5. Experimental design and results

In this section, the speech database is presented which was used for experiments on determining the pitch value in different noisy environments. Since the speech database used does not have reference pitch values, Subsection 5.2 will show how the reference pitch value is determined for the individual recording in the speech database. Finally, the results will be presented of the experiments on pitch value detection and gender classification.

5.1 Aurora 2 speech database

The experiments were carried out using the Aurora 2 speech database [24], which is designed to evaluate the performance of speech recognition algorithms under noisy conditions. In this chapter, the comparative tests were made only on short words, which are, in this case, isolated digits.

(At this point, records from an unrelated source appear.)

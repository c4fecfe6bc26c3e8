//! In-memory [`Transport`] used by the HTTP trigger and by tests.

use std::io;

use bytes::Bytes;

use crate::cookie::Cookie;
use crate::header::HeaderMap;
use crate::transport::Transport;

/// A transport that collects headers, cookies and body bytes in memory.
///
/// Nothing reaches the client until the host converts the collected parts
/// into a wire response, so a redirect can still discard the body.
#[derive(Debug, Default)]
pub struct MemoryTransport {
    headers: HeaderMap,
    cookies: Vec<Cookie>,
    body: Vec<u8>,
    finalized: bool,
}

impl MemoryTransport {
    pub fn new() -> Self {
        Self::default()
    }

    /// Mark the response as committed. Later writes fail.
    pub fn finalize(&mut self) {
        self.finalized = true;
    }

    pub fn is_finalized(&self) -> bool {
        self.finalized
    }

    pub fn headers(&self) -> &HeaderMap {
        &self.headers
    }

    pub fn cookies(&self) -> &[Cookie] {
        &self.cookies
    }

    pub fn body(&self) -> &[u8] {
        &self.body
    }

    pub fn into_parts(self) -> (HeaderMap, Vec<Cookie>, Bytes) {
        (self.headers, self.cookies, Bytes::from(self.body))
    }
}

impl Transport for MemoryTransport {
    fn write_stream(&mut self) -> io::Result<&mut dyn io::Write> {
        if self.finalized {
            return Err(io::Error::new(
                io::ErrorKind::BrokenPipe,
                "response has already been finalized",
            ));
        }
        Ok(&mut self.body)
    }

    fn discard_output(&mut self) {
        self.body.clear();
    }

    fn header(&self, name: &str) -> Option<String> {
        self.headers.get(name).map(str::to_string)
    }

    fn set_header(&mut self, name: &str, value: &str) {
        self.headers.set(name, value);
    }

    fn append_cookie(&mut self, cookie: Cookie) {
        self.cookies.push(cookie);
    }
}
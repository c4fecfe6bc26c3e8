//! quill-trigger — HTTP trigger for Quill pages.
//!
//! Each inbound request gets its own [`ResponseBuffer`] over a
//! [`MemoryTransport`]. The page handler runs inside [`run_page`], and the
//! outcome is converted into an HTTP response:
//!
//! ```text
//! HTTP client
//!   │
//!   ▼
//! hyper server
//!   │
//!   ├── build PageRequest, fresh ResponseBuffer<MemoryTransport>
//!   ├── run_page(handler)        (blocking pool)
//!   │     ├── Finished       → 200 + headers + Set-Cookie + body
//!   │     ├── Redirected(to) → 3xx + Location, no body
//!   │     └── Err(e)         → 500
//!   ▼
//! HTTP response
//! ```
//!
//! [`ResponseBuffer`]: quill_response::ResponseBuffer
//! [`MemoryTransport`]: quill_response::MemoryTransport
//! [`run_page`]: quill_response::run_page

pub mod convert;
pub mod handler;

pub use handler::{HttpTrigger, PageHandler, PageRequest, TriggerOptions};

Tests on isolated digits were chosen because, on short speech segments, the pitch value does not fluctuate so much. The speech material from the test set of the Aurora 2 speech database was used for the experiments on pitch value detection. Three different test sets were defined for the testing. Four subsets with 298, 279, 283, and 284 utterances were obtained by splitting 1144 utterances from 52 male and 52 female speakers. The recordings of all speakers were present in each subset. Individual noise signals at SNRs of 20 dB, 15 dB, 10 dB, 5 dB, 0 dB, and − 5 dB were added, and the clean case without added noise was taken as the seventh condition.

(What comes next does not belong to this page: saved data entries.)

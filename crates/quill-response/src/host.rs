//! Script-facing surface of the response object.
//!
//! A scripting engine binds a [`HostObject`] as a global (conventionally
//! `res`) and forwards method calls and property access to it. Argument
//! marshalling into [`ScriptValue`]s is the engine's job.
//!
//! | script                          | host call                         |
//! |---------------------------------|-----------------------------------|
//! | `res.write(a, b)`               | `call("write", [a, b])`           |
//! | `res.writeln(a)`                | `call("writeln", [a])`            |
//! | `res.setCookie(n, v, d, p, dom)`| `call("setCookie", [...])`        |
//! | `res.redirect(url)`             | `call("redirect", [url])`         |
//! | `res.push()` / `res.pop()`      | `call("push")` / `call("pop")`    |
//! | `res.contentType`               | `get` / `set("contentType", ...)` |
//!
//! The raw transport is not reachable from script. A [`ScriptValue`] cannot
//! carry a native handle, so `getNativeObject` is an unknown member here and
//! privileged host code uses [`ResponseBuffer::with_transport`] instead.

use crate::buffer::ResponseBuffer;
use crate::error::{PageResult, ResponseError, ResponseResult};
use crate::transport::Transport;
use crate::value::ScriptValue;

/// An object exposed to script code by name.
pub trait HostObject {
    fn class_name(&self) -> &'static str;

    /// Invoke a method. May unwind with a redirect.
    fn call(&self, method: &str, args: &[ScriptValue]) -> PageResult<ScriptValue>;

    fn get(&self, property: &str) -> ResponseResult<ScriptValue>;

    fn set(&self, property: &str, value: ScriptValue) -> ResponseResult<()>;
}

const CLASS_NAME: &str = "Response";

impl<T: Transport> HostObject for ResponseBuffer<T> {
    fn class_name(&self) -> &'static str {
        CLASS_NAME
    }

    fn call(&self, method: &str, args: &[ScriptValue]) -> PageResult<ScriptValue> {
        tracing::trace!(method, argc = args.len(), "response host call");
        match method {
            "write" => self.write(args)?,
            "writeln" => self.writeln(args)?,
            "setCookie" => self.set_cookie_args(args)?,
            "push" => self.push(),
            "pop" => return Ok(ScriptValue::String(self.pop()?)),
            "redirect" => {
                let target = match args {
                    [ScriptValue::String(target)] => target.clone(),
                    [other] => {
                        return Err(ResponseError::ArgumentType {
                            position: 1,
                            expected: "string",
                            found: other.type_name(),
                        }
                        .into());
                    }
                    _ => {
                        return Err(ResponseError::InvalidArguments(format!(
                            "redirect() takes exactly 1 argument, got {}",
                            args.len()
                        ))
                        .into());
                    }
                };
                return self.redirect(target);
            }
            _ => {
                return Err(ResponseError::UnknownMember {
                    class: CLASS_NAME,
                    name: method.to_string(),
                }
                .into());
            }
        }
        Ok(ScriptValue::Undefined)
    }

    fn get(&self, property: &str) -> ResponseResult<ScriptValue> {
        match property {
            "contentType" => Ok(self.content_type().into()),
            _ => Err(ResponseError::UnknownMember {
                class: CLASS_NAME,
                name: property.to_string(),
            }),
        }
    }

    fn set(&self, property: &str, value: ScriptValue) -> ResponseResult<()> {
        match property {
            "contentType" => match value {
                ScriptValue::String(content_type) => {
                    self.set_content_type(&content_type);
                    Ok(())
                }
                other => Err(ResponseError::ArgumentType {
                    position: 1,
                    expected: "string",
                    found: other.type_name(),
                }),
            },
            _ => Err(ResponseError::UnknownMember {
                class: CLASS_NAME,
                name: property.to_string(),
            }),
        }
    }
}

The first test set is called test set A. In this test set, four noises: a suburban train, babble, a car, and an exhibition hall were added to the four subsets. The second test set is called test set B. This test was created in the same way as test set A, the only difference is that four different noises were used, which are a restaurant, a street, an airport, and a train station. The third test set is called test set C, and it contained only the first two of four subsets, with 298 and 279 utterances. Here, speech and noise are filtered using the Motorola Integrated Radio Systems (MIRS) characteristic [25], before being added to the SNRs of 20 dB, 15 dB, 10 dB, 5 dB, 0 dB and − 5 dB. The MIRS filter represents a frequency characteristic that simulates the behaviour of a telecommunication terminal, which meets the official requirements for the terminal input frequency response as specified, e.g., in the European Telecommunications Standards Institute - Special Mobile Group (ETSI-SMG) technical specification [25]. The suburban train and street were used as added noise signals. The purpose of this set was to show the influence on pitch value when a different frequency characteristic is present in the speech signal.

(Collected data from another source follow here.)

//! Conversions between hyper/http types and Quill's in-memory response.

use anyhow::Context;
use bytes::Bytes;
use http::header::{LOCATION, SET_COOKIE};
use http::{Response, StatusCode, Uri};
use http_body_util::Full;
use quill_response::{Completion, MemoryTransport};

/// Convert a status code from u16.
pub fn status_from_u16(code: u16) -> StatusCode {
    StatusCode::from_u16(code).unwrap_or(StatusCode::INTERNAL_SERVER_ERROR)
}

/// Extract the path and query from a URI.
pub fn uri_path_and_query(uri: &Uri) -> String {
    uri.path_and_query()
        .map(|pq| pq.as_str().to_string())
        .unwrap_or_else(|| "/".to_string())
}

/// Turn a settled page into an HTTP response.
///
/// Headers and cookies set by the page are kept in both cases. A redirect
/// carries `Location` and an empty body regardless of what the page wrote.
pub fn into_http_response(
    transport: MemoryTransport,
    completion: Completion,
    redirect_status: u16,
) -> anyhow::Result<Response<Full<Bytes>>> {
    let (headers, cookies, body) = transport.into_parts();

    let (status, body) = match &completion {
        Completion::Finished => (StatusCode::OK, body),
        Completion::Redirected(_) => (status_from_u16(redirect_status), Bytes::new()),
    };

    let mut builder = Response::builder().status(status);
    for header in headers.iter() {
        builder = builder.header(header.name.as_str(), header.value.as_str());
    }
    for cookie in &cookies {
        builder = builder.header(SET_COOKIE, cookie.to_header_value());
    }
    if let Completion::Redirected(target) = &completion {
        builder = builder.header(LOCATION, target.as_str());
    }

    builder
        .body(Full::new(body))
        .context("page produced an invalid HTTP response")
}

/// Plain-text 500 response for failed pages.
pub fn internal_error() -> Response<Full<Bytes>> {
    let mut resp = Response::new(Full::new(Bytes::from_static(b"Internal Server Error")));
    *resp.status_mut() = StatusCode::INTERNAL_SERVER_ERROR;
    resp
}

Both parts, training and test material of the Aurora 2 speech database, were used for the experiments on gender classification. The gender classification experiments used the same test material as the experiments on pitch value detection. As mentioned earlier, there are 1144 audio recordings in the test set. These audio recordings are divided into 570 recordings containing male and 574 recordings containing female speakers. Most of the gender classification tests were based on GMMs. The training of GMMs requires training material, which was taken from the training part of the Aurora 2 speech base. The concept of the Aurora 2 speech database experiments includes two training modes, which are defined as training on clean data only and as training on clean and noisy (multi-condition) data. From the Aurora 2 speech database, 8440 utterances were chosen for training on clean data, which contained the recordings with 4220 male and 4220 female speakers. The same 8440 recordings were used for multi-condition training. They were divided into 20 subsets, each of which included 422 utterances. The 20 subgroups represented four different noise scenarios (a suburban train, babble, a car, and an exhibition hall) at five different SNRs.

5.2 Definition of the reference pitch values

The Aurora 2 speech database does not provide information about the pitch value in each audio recording. Therefore, the reference values on 1144 audio recordings were determined manually using graphical representations of audio recordings in the time domain. The area of voiced speech in the audio recording was determined using the VAD algorithm presented in Subsection 4.1. The reference values were determined on isolated digits, which were spoken in American English. Table 2 lists isolated digits with phonetic transcription. Phonemes written in bold represent the vowels on which the determination of the reference pitch values was made. In determining the reference pitch value, the difference between the two peaks was defined, which, as much as possible, have similar amplitude. In Figure 4(a) , this would be around 2800 samples. To determine the reference pitch value for a given audio recording Eq. (1) is used. The sampling frequency of audio recordings in the Aurora 2 speech database is 8 kHz.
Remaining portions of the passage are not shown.